The tiny face was pale, too pale.

Bran blew into the tiny button nose, a sharp puff.

A second later Liam gave out a happy gurgle and drew a deep breath. His eyes opened and he looked at Bran, his forehead furrowed with curiosity.

We all exhaled at the same time.

I grabbed the thin T-shirt the punk wore.

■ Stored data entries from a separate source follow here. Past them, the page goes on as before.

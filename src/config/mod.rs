//! Environment-backed configuration.
//!
//! Every setting has a default. Override with `RESUME_MATCH_*` environment variables.

pub mod error;


pub use error::ConfigError;

use std::env;
use std::path::PathBuf;
use std::str::FromStr;

use crate::constants::{
    DEFAULT_MAX_DOCUMENT_BYTES, DEFAULT_MIN_CHAR_COUNT, DEFAULT_MIN_WORD_COUNT,
    DEFAULT_MODEL_ID, DEFAULT_MODERATE_THRESHOLD, DEFAULT_PREVIEW_CHAR_LIMIT,
    DEFAULT_STRONG_THRESHOLD,
};
use crate::embedding::EmbedderConfig;
use crate::extraction::{DEFAULT_TEXT_ENCODINGS, ExtractionConfig, TextEncoding};
use crate::scoring::Thresholds;

/// Pipeline configuration loaded from environment variables.
///
/// Use [`Config::from_env`] to read `RESUME_MATCH_*` overrides on top of defaults.
#[derive(Debug, Clone, PartialEq)]
pub struct Config {
    /// Largest accepted upload, in bytes. Default: 10 MiB.
    pub max_document_bytes: u64,

    /// Lower bound (inclusive) of the strong tier. Default: `70.0`.
    pub strong_threshold: f64,

    /// Lower bound (inclusive) of the moderate tier. Default: `50.0`.
    pub moderate_threshold: f64,

    /// Normalized word count below which a document is flagged. Default: `50`.
    pub min_word_count: usize,

    /// Trimmed resume length below which it is flagged as likely scanned. Default: `100`.
    pub min_char_count: usize,

    /// Characters kept in text previews. Default: `1000`.
    pub preview_char_limit: usize,

    /// Plain-text decode order. Default: `utf-8,latin-1,cp1252`.
    pub text_encodings: Vec<TextEncoding>,

    /// Local model directory. When unset the model is fetched by `model_id`.
    pub model_path: Option<PathBuf>,

    /// Hub id of the sentence encoder.
    pub model_id: String,

    /// Use the deterministic stub embedder instead of a real model.
    pub embedder_stub: bool,
}

impl Default for Config {
    fn default() -> Self {
        Self {
            max_document_bytes: DEFAULT_MAX_DOCUMENT_BYTES,
            strong_threshold: DEFAULT_STRONG_THRESHOLD,
            moderate_threshold: DEFAULT_MODERATE_THRESHOLD,
            min_word_count: DEFAULT_MIN_WORD_COUNT,
            min_char_count: DEFAULT_MIN_CHAR_COUNT,
            preview_char_limit: DEFAULT_PREVIEW_CHAR_LIMIT,
            text_encodings: DEFAULT_TEXT_ENCODINGS.to_vec(),
            model_path: None,
            model_id: DEFAULT_MODEL_ID.to_string(),
            embedder_stub: false,
        }
    }
}

impl Config {
    const ENV_MAX_DOCUMENT_BYTES: &'static str = "RESUME_MATCH_MAX_DOCUMENT_BYTES";
    const ENV_STRONG_THRESHOLD: &'static str = "RESUME_MATCH_STRONG_THRESHOLD";
    const ENV_MODERATE_THRESHOLD: &'static str = "RESUME_MATCH_MODERATE_THRESHOLD";
    const ENV_MIN_WORD_COUNT: &'static str = "RESUME_MATCH_MIN_WORD_COUNT";
    const ENV_MIN_CHAR_COUNT: &'static str = "RESUME_MATCH_MIN_CHAR_COUNT";
    const ENV_PREVIEW_CHARS: &'static str = "RESUME_MATCH_PREVIEW_CHARS";
    const ENV_TEXT_ENCODINGS: &'static str = "RESUME_MATCH_TEXT_ENCODINGS";
    const ENV_MODEL_PATH: &'static str = "RESUME_MATCH_MODEL_PATH";
    const ENV_MODEL_ID: &'static str = "RESUME_MATCH_MODEL_ID";
    const ENV_EMBEDDER_STUB: &'static str = "RESUME_MATCH_EMBEDDER_STUB";

    /// Loads configuration from environment variables (falling back to defaults).
    pub fn from_env() -> Result<Self, ConfigError> {
        let defaults = Self::default();

        let max_document_bytes =
            Self::parse_from_env(Self::ENV_MAX_DOCUMENT_BYTES, defaults.max_document_bytes)?;
        let strong_threshold =
            Self::parse_from_env(Self::ENV_STRONG_THRESHOLD, defaults.strong_threshold)?;
        let moderate_threshold =
            Self::parse_from_env(Self::ENV_MODERATE_THRESHOLD, defaults.moderate_threshold)?;
        let min_word_count =
            Self::parse_from_env(Self::ENV_MIN_WORD_COUNT, defaults.min_word_count)?;
        let min_char_count =
            Self::parse_from_env(Self::ENV_MIN_CHAR_COUNT, defaults.min_char_count)?;
        let preview_char_limit =
            Self::parse_from_env(Self::ENV_PREVIEW_CHARS, defaults.preview_char_limit)?;
        let text_encodings = Self::parse_encodings_from_env(defaults.text_encodings)?;
        let model_path = Self::parse_optional_path_from_env(Self::ENV_MODEL_PATH);
        let model_id = Self::parse_string_from_env(Self::ENV_MODEL_ID, defaults.model_id);
        let embedder_stub = Self::parse_bool_from_env(Self::ENV_EMBEDDER_STUB, false)?;

        Ok(Self {
            max_document_bytes,
            strong_threshold,
            moderate_threshold,
            min_word_count,
            min_char_count,
            preview_char_limit,
            text_encodings,
            model_path,
            model_id,
            embedder_stub,
        })
    }

    /// Validates limits, thresholds and paths.
    pub fn validate(&self) -> Result<(), ConfigError> {
        if self.max_document_bytes == 0 {
            return Err(ConfigError::ZeroMaxDocumentBytes);
        }

        self.thresholds()
            .validate()
            .map_err(|reason| ConfigError::InvalidThresholds { reason })?;

        if self.text_encodings.is_empty() {
            return Err(ConfigError::EmptyEncodings);
        }

        if let Some(ref path) = self.model_path {
            if !path.exists() {
                return Err(ConfigError::PathNotFound { path: path.clone() });
            }
            if !path.is_dir() {
                return Err(ConfigError::NotADirectory { path: path.clone() });
            }
        }

        Ok(())
    }

    pub fn thresholds(&self) -> Thresholds {
        Thresholds::new(self.strong_threshold, self.moderate_threshold)
    }

    pub fn extraction_config(&self) -> ExtractionConfig {
        ExtractionConfig {
            max_document_bytes: self.max_document_bytes,
            text_encodings: self.text_encodings.clone(),
        }
    }

    /// Embedder settings; `embedder_stub` wins over any model location.
    pub fn embedder_config(&self) -> EmbedderConfig {
        if self.embedder_stub {
            return EmbedderConfig::stub();
        }

        match &self.model_path {
            Some(path) => EmbedderConfig {
                model_id: self.model_id.clone(),
                ..EmbedderConfig::new(path.clone())
            },
            None => EmbedderConfig::from_hub(self.model_id.clone()),
        }
    }

    fn parse_from_env<T>(var_name: &'static str, default: T) -> Result<T, ConfigError>
    where
        T: FromStr,
        T::Err: std::fmt::Display,
    {
        match env::var(var_name) {
            Ok(value) => value
                .trim()
                .parse()
                .map_err(|e: T::Err| ConfigError::ParseError {
                    name: var_name,
                    value: value.clone(),
                    reason: e.to_string(),
                }),
            Err(_) => Ok(default),
        }
    }

    fn parse_encodings_from_env(
        default: Vec<TextEncoding>,
    ) -> Result<Vec<TextEncoding>, ConfigError> {
        match env::var(Self::ENV_TEXT_ENCODINGS) {
            Ok(value) => value
                .split(',')
                .filter(|name| !name.trim().is_empty())
                .map(TextEncoding::from_str)
                .collect(),
            Err(_) => Ok(default),
        }
    }

    fn parse_bool_from_env(var_name: &'static str, default: bool) -> Result<bool, ConfigError> {
        match env::var(var_name) {
            Ok(value) => match value.trim().to_ascii_lowercase().as_str() {
                "1" | "true" | "yes" | "on" => Ok(true),
                "0" | "false" | "no" | "off" | "" => Ok(false),
                _ => Err(ConfigError::InvalidBool {
                    name: var_name,
                    value,
                }),
            },
            Err(_) => Ok(default),
        }
    }

    fn parse_optional_path_from_env(var_name: &str) -> Option<PathBuf> {
        env::var(var_name)
            .ok()
            .map(|v| v.trim().to_string())
            .filter(|v| !v.is_empty())
            .map(PathBuf::from)
    }

    fn parse_string_from_env(var_name: &str, default: String) -> String {
        env::var(var_name)
            .ok()
            .map(|v| v.trim().to_string())
            .filter(|v| !v.is_empty())
            .unwrap_or(default)
    }
}
/// Fixed-length sentence embedding produced by [`SentenceEmbedder`](super::SentenceEmbedder).
#[derive(Debug, Clone, PartialEq)]
pub struct Embedding {
    values: Vec<f32>,
}

impl Embedding {
    pub fn new(values: Vec<f32>) -> Self {
        Self { values }
    }

    pub fn dimensions(&self) -> usize {
        self.values.len()
    }

    pub fn is_empty(&self) -> bool {
        self.values.is_empty()
    }

    pub fn as_slice(&self) -> &[f32] {
        &self.values
    }

    pub fn into_vec(self) -> Vec<f32> {
        self.values
    }

    /// Euclidean (L2) norm.
    pub fn norm(&self) -> f64 {
        self.values
            .iter()
            .map(|&x| f64::from(x) * f64::from(x))
            .sum::<f64>()
            .sqrt()
    }
}

impl From<Vec<f32>> for Embedding {
    fn from(values: Vec<f32>) -> Self {
        Self::new(values)
    }
}

pub(crate) fn l2_normalize(values: &mut [f32]) {
    let norm: f32 = values.iter().map(|x| x * x).sum::<f32>().sqrt();
    if norm > 0.0 {
        values.iter_mut().for_each(|x| *x /= norm);
    }
}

Blood oozed from one edge of his mouth as he stared at me, his eyes growing duller by the second. His hands fell onto the chair’s arms, fingers gripping the shredded fabric.

“Who paid you? Who paid to have Callendar killed?”

He exhaled once, bloody spittle staining his shirt.

“Our Fath—”

His eyes rolled back in his head as he went limp, drowned in his own blood.

“Fuck,” I murmured, placing the pistol on the table.

“Mind your language. There’s a child present.” Jess nudged the body in the chair before her. “Damned fool.”

I looked at her. “You okay?”

“Yeah.” She swallowed hard. “Just more paperwork.”

Inside I flinched. Killing humans was one thing Felis tried explicitly to avoid at all costs due to our superior skills. If and when we did it was an abnormality and had to be reported to the Grand Council. I had no doubt they’d accept Jess’s reasoning but it’d placed another weight on the older woman’s shoulders, one she had to carry alone.

I licked my lips, trying to find the words. “Thank you.”

“Better me than you,” Jess murmured.

“Damned fool.” I studied the body. “If he’d listened to me—”

“He was killing the baby and didn’t even notice it. Guy was too wired to listen to anyone, much less the woman holding his gun.” She gave me a sad smile. “Sometimes you can’t talk your way out of situations, kit. Sometimes you got to man up and make the kill.”

“Thanks for the pep talk.” I pushed the thug to one side and began searching his pockets, praying he wasn’t a drug addict and I wasn’t about to give myself acupuncture lessons. “But we’ve lost the chance to find out who hired him.”

“I figure that’s obvious enough.” She jerked a thumb at Bran, who had moved onto the couch, cradling Liam. “His dad.”